We are asked, is there an example of imagery within your work that features signs that can be interpreted in different ways by different viewers? Post an annotated example of your intertextual analysis to your learning log. (Boothroyd, 2015:32)

A building containing white cylinders (Niki South, 2020)

At the first level of Barthe’s meaning, the linguistic, the text accompanying this image tells a viewer that there are cylinders behind glass. The literal message is that the white cylinders are arranged in a pyramid shape behind textured glass, set in a white frame; the glass is probably a window and part of a building.
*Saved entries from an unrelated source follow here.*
//! OpenAI chat-completions request and response types.
//!
//! The field set mirrors the [OpenAI API reference](https://platform.openai.com/docs/api-reference/chat);
//! anything not modeled here survives through `unknown_fields`.

use serde::{Deserialize, Serialize};
use serde_json::{Map, Value};

use super::unknown_fields::UnknownFields;

/// Top-level request fields with dedicated struct members. Everything else
/// belongs to the extras bag.
pub const KNOWN_REQUEST_FIELDS: &[&str] = &[
    "model",
    "messages",
    "stream",
    "max_tokens",
    "max_completion_tokens",
    "temperature",
    "top_p",
    "stop",
    "tools",
    "tool_choice",
    "user",
];

/// Request body for the chat completions endpoint.
#[derive(Debug, Clone, Deserialize, Serialize)]
pub struct ChatCompletionRequest {
    /// The model to use for the completion.
    pub model: String,

    /// Conversation messages in chronological order.
    #[serde(default)]
    pub messages: Vec<ChatMessage>,

    /// When true, the response is delivered as Server-Sent Events.
    #[serde(default, skip_serializing_if = "Option::is_none")]
    pub stream: Option<bool>,

    /// Legacy completion token cap.
    #[serde(default, skip_serializing_if = "Option::is_none")]
    pub max_tokens: Option<u32>,

    /// Preferred completion token cap, superseding `max_tokens`.
    #[serde(default, skip_serializing_if = "Option::is_none")]
    pub max_completion_tokens: Option<u32>,

    /// Sampling temperature.
    #[serde(default, skip_serializing_if = "Option::is_none")]
    pub temperature: Option<f32>,

    /// Nucleus sampling cutoff.
    #[serde(default, skip_serializing_if = "Option::is_none")]
    pub top_p: Option<f32>,

    /// Stop sequence or list of stop sequences.
    #[serde(default, skip_serializing_if = "Option::is_none")]
    pub stop: Option<StopSequences>,

    /// Tools the model may call.
    #[serde(default, skip_serializing_if = "Option::is_none")]
    pub tools: Option<Vec<Tool>>,

    /// Directive controlling if and how the model must use tools.
    #[serde(default, skip_serializing_if = "Option::is_none")]
    pub tool_choice: Option<Value>,

    /// End-user identifier forwarded for abuse detection.
    #[serde(default, skip_serializing_if = "Option::is_none")]
    pub user: Option<String>,

    /// Additional fields preserved for lossless passthrough.
    #[serde(flatten)]
    pub unknown_fields: UnknownFields,
}

impl ChatCompletionRequest {
    pub fn is_streaming(&self) -> bool {
        self.stream.unwrap_or(false)
    }

    /// Effective completion token cap, preferring the newer field name.
    pub fn completion_token_cap(&self) -> Option<u32> {
        self.max_completion_tokens.or(self.max_tokens)
    }
}

/// Stop sequences accepted either as one string or as a list.
#[derive(Debug, Clone, Deserialize, Serialize)]
#[serde(untagged)]
pub enum StopSequences {
    One(String),
    Many(Vec<String>),
}

impl StopSequences {
    pub fn into_vec(self) -> Vec<String> {
        match self {
            Self::One(stop) => vec![stop],
            Self::Many(stops) => stops,
        }
    }
}

/// One conversation message.
#[derive(Debug, Clone, Default, Deserialize, Serialize)]
pub struct ChatMessage {
    /// Sender role: `system`, `user`, `assistant` or `tool`.
    #[serde(default)]
    pub role: String,

    /// Message content, either a plain string or content parts.
    #[serde(default, skip_serializing_if = "Option::is_none")]
    pub content: Option<MessageContent>,

    /// Optional participant name.
    #[serde(default, skip_serializing_if = "Option::is_none")]
    pub name: Option<String>,

    /// Tool calls made by the assistant.
    #[serde(default, skip_serializing_if = "Option::is_none")]
    pub tool_calls: Option<Vec<ToolCall>>,

    /// ID of the tool call this message responds to.
    #[serde(default, skip_serializing_if = "Option::is_none")]
    pub tool_call_id: Option<String>,

    /// Additional fields preserved for lossless passthrough.
    #[serde(flatten)]
    pub unknown_fields: UnknownFields,
}

impl ChatMessage {
    /// Flattened text of the message, concatenating text parts when the
    /// content is a part list.
    pub fn text(&self) -> String {
        match &self.content {
            Some(MessageContent::Text(text)) => text.clone(),
            Some(MessageContent::Parts(parts)) => parts
                .iter()
                .filter_map(|part| part.get("text").and_then(Value::as_str))
                .collect(),
            None => String::new(),
        }
    }
}

/// Message content, a plain string or an array of content parts.
#[derive(Debug, Clone, Deserialize, Serialize)]
#[serde(untagged)]
pub enum MessageContent {
    Text(String),
    Parts(Vec<Value>),
}

/// One tool call, complete or as a streaming delta.
#[derive(Debug, Clone, Default, Deserialize, Serialize)]
pub struct ToolCall {
    /// Delta position, present only in streaming chunks.
    #[serde(default, skip_serializing_if = "Option::is_none")]
    pub index: Option<u32>,

    #[serde(default, skip_serializing_if = "Option::is_none")]
    pub id: Option<String>,

    #[serde(default, rename = "type", skip_serializing_if = "Option::is_none")]
    pub kind: Option<String>,

    #[serde(default, skip_serializing_if = "Option::is_none")]
    pub function: Option<FunctionCall>,

    #[serde(flatten)]
    pub unknown_fields: UnknownFields,
}

/// Function name and serialized arguments of a tool call.
#[derive(Debug, Clone, Default, Deserialize, Serialize)]
pub struct FunctionCall {
    #[serde(default, skip_serializing_if = "Option::is_none")]
    pub name: Option<String>,

    #[serde(default, skip_serializing_if = "Option::is_none")]
    pub arguments: Option<String>,

    #[serde(flatten)]
    pub unknown_fields: UnknownFields,
}

/// Tool definition offered to the model.
#[derive(Debug, Clone, Deserialize, Serialize)]
pub struct Tool {
    #[serde(rename = "type")]
    pub kind: String,

    pub function: FunctionDefinition,

    #[serde(flatten)]
    pub unknown_fields: UnknownFields,
}

/// Function schema within a tool definition.
#[derive(Debug, Clone, Deserialize, Serialize)]
pub struct FunctionDefinition {
    pub name: String,

    #[serde(default, skip_serializing_if = "Option::is_none")]
    pub description: Option<String>,

    #[serde(default, skip_serializing_if = "Option::is_none")]
    pub parameters: Option<Value>,

    #[serde(default, skip_serializing_if = "Option::is_none")]
    pub strict: Option<bool>,

    #[serde(flatten)]
    pub unknown_fields: UnknownFields,
}

/// Response body of the chat completions endpoint, also used for the typed
/// view over streaming chunks.
#[derive(Debug, Clone, Default, Deserialize, Serialize)]
pub struct ChatCompletionResponse {
    #[serde(default, skip_serializing_if = "Option::is_none")]
    pub id: Option<String>,

    /// `chat.completion` or `chat.completion.chunk`.
    #[serde(default, skip_serializing_if = "Option::is_none")]
    pub object: Option<String>,

    #[serde(default, skip_serializing_if = "Option::is_none")]
    pub created: Option<u64>,

    #[serde(default, skip_serializing_if = "Option::is_none")]
    pub model: Option<String>,

    #[serde(default)]
    pub choices: Vec<ChatChoice>,

    #[serde(default, skip_serializing_if = "Option::is_none")]
    pub usage: Option<Usage>,

    #[serde(flatten)]
    pub unknown_fields: UnknownFields,
}

impl ChatCompletionResponse {
    pub fn is_chunk(&self) -> bool {
        self.object.as_deref() == Some("chat.completion.chunk")
    }

    /// Some providers return `finish_reason: "stop"` (or nothing) on responses
    /// that carry tool calls; clients relying on the documented contract break
    /// on that, so the reason is rewritten to `tool_calls`.
    pub fn repair_finish_reasons(&mut self) {
        for choice in &mut self.choices {
            let has_tool_calls = choice
                .message
                .as_ref()
                .and_then(|message| message.tool_calls.as_ref())
                .is_some_and(|calls| !calls.is_empty());

            if has_tool_calls && matches!(choice.finish_reason.as_deref(), None | Some("") | Some("stop")) {
                choice.finish_reason = Some("tool_calls".to_string());
            }
        }
    }
}

/// One response choice, holding a full message or a streaming delta.
#[derive(Debug, Clone, Default, Deserialize, Serialize)]
pub struct ChatChoice {
    #[serde(default)]
    pub index: u32,

    #[serde(default, skip_serializing_if = "Option::is_none")]
    pub message: Option<ChatMessage>,

    #[serde(default, skip_serializing_if = "Option::is_none")]
    pub delta: Option<ChatMessage>,

    #[serde(default, skip_serializing_if = "Option::is_none")]
    pub finish_reason: Option<String>,

    #[serde(flatten)]
    pub unknown_fields: UnknownFields,
}

/// Token usage block.
#[derive(Debug, Clone, Default, Deserialize, Serialize)]
pub struct Usage {
    #[serde(default, skip_serializing_if = "Option::is_none")]
    pub prompt_tokens: Option<u64>,

    #[serde(default, skip_serializing_if = "Option::is_none")]
    pub completion_tokens: Option<u64>,

    #[serde(default, skip_serializing_if = "Option::is_none")]
    pub total_tokens: Option<u64>,

    #[serde(default, skip_serializing_if = "Option::is_none")]
    pub prompt_tokens_details: Option<PromptTokensDetails>,

    #[serde(flatten)]
    pub unknown_fields: UnknownFields,
}

/// Prompt token detail block carrying the cache-read count.
#[derive(Debug, Clone, Default, Deserialize, Serialize)]
pub struct PromptTokensDetails {
    #[serde(default, skip_serializing_if = "Option::is_none")]
    pub cached_tokens: Option<u64>,

    #[serde(flatten)]
    pub unknown_fields: UnknownFields,
}

/// Whether a raw SSE payload is a chat-completion chunk.
pub fn is_chunk_object(raw: &Map<String, Value>) -> bool {
    raw.get("object").and_then(Value::as_str) == Some("chat.completion.chunk")
}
There is no external context for this image, but the denoted elements above may be translated by using the connotators, the signifiers. There are no obvious handles on the cylinders, which otherwise could signify they are mugs.  In this case the textured glass might signify that this is a room which needs some privacy.

Contextual knowledge, myth may lead some viewers to the idea that this is a bathroom window, and therefore that the objects behind the glass are in fact toilet rolls. Equally another’s experience may lead them to believe that these are actually till rolls in a pyramid. I would suggest that within our culture the way that these cylinders are neatly arranged they would be more likely to be toilet rolls.

The semiotic significance of these white cylinders was grounded in the shortage of toilet rolls at the beginning of the covid 19 pandemic, but without this context, it loses this meaning.

References:

Barthes, Roland (1977). Rhetoric of the image, music text. London: Fontana Press.

Boothroyd, S (2020) Photography 3: Body of work coursebook. Open College of the Arts. Barnsley.

Chandler, D. and Dr, D. C. (2002) Semiotics: The Basics. (s.l.): Routledge.

Kristeva, J (1980) Desire in language: A semiotic approach to literature and art. New York: Columbia University Press. Cited in Chandler, D. and Dr, D. C. (2002) Semiotics: The Basics. (s.l.): Routledge, pp 230.

Roland, B. (1977) ‘Image -Music-Text”. Cited in Chandler, D. and Dr, D. C. (2002) Semiotics: The Basics. (s.l.): Routledge, p 196.